### INSTRUCTIONS FOR THE TASK
Where does the word "inner" show up in the records? Copy every line that holds it.

*** Opening of DATA SHOWN ***

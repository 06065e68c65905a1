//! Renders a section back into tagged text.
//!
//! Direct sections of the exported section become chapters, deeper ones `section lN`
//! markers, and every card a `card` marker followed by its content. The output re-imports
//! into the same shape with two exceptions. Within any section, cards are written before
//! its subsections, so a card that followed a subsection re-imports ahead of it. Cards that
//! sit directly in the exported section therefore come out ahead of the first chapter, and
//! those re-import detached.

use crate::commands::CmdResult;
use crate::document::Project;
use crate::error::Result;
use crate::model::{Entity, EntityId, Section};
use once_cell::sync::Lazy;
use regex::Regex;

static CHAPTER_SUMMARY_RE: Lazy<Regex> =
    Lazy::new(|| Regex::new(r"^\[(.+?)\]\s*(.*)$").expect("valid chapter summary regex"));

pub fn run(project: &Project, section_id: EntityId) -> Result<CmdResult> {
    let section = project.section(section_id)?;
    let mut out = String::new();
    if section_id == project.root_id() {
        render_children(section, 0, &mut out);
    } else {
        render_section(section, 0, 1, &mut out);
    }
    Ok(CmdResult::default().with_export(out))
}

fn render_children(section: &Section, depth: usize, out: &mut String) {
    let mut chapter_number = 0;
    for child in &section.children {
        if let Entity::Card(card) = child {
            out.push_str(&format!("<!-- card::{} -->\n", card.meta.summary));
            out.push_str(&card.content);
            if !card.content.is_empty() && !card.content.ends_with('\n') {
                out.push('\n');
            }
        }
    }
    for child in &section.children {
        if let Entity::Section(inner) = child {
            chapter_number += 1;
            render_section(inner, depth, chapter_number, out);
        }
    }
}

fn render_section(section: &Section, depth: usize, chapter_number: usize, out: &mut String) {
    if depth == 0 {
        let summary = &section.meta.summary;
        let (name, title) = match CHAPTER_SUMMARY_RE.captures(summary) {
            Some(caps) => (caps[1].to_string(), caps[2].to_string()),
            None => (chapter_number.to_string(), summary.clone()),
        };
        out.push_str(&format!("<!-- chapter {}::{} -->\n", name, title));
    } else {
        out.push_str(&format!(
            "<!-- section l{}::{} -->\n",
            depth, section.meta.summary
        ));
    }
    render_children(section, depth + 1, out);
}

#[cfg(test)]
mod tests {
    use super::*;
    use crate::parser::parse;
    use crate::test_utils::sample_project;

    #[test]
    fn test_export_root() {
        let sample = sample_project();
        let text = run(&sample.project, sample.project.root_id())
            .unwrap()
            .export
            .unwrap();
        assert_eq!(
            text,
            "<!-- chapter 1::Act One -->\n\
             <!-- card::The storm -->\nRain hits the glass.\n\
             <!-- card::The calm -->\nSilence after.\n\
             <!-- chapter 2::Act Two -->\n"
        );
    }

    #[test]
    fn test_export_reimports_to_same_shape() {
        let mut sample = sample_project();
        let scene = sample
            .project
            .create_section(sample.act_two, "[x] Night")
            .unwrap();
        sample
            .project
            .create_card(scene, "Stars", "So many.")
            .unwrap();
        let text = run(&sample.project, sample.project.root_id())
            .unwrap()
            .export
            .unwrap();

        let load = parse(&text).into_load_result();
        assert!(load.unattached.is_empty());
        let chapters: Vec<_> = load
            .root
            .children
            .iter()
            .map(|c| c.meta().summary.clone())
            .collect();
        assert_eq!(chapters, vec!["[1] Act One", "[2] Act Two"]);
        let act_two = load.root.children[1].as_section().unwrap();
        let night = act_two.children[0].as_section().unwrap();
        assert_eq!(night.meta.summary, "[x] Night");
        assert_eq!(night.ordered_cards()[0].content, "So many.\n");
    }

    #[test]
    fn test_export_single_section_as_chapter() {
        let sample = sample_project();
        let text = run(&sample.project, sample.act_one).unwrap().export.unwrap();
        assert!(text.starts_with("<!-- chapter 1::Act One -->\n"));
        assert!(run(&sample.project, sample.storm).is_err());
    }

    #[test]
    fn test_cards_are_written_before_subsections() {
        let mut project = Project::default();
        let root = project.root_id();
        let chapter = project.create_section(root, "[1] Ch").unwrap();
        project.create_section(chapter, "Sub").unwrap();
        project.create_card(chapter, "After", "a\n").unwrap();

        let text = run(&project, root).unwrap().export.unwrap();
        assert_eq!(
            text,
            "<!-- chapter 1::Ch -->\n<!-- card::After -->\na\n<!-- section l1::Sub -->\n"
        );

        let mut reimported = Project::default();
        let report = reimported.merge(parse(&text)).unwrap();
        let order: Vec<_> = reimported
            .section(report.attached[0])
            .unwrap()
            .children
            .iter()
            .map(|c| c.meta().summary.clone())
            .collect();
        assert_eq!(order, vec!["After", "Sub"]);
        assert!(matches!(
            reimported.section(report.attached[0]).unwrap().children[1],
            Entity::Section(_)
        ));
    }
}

*** Close of DATA SHOWN ***

### SOLVED EXERCISE
        if let Entity::Section(inner) = child {
            render_section(inner, depth, chapter_number, out);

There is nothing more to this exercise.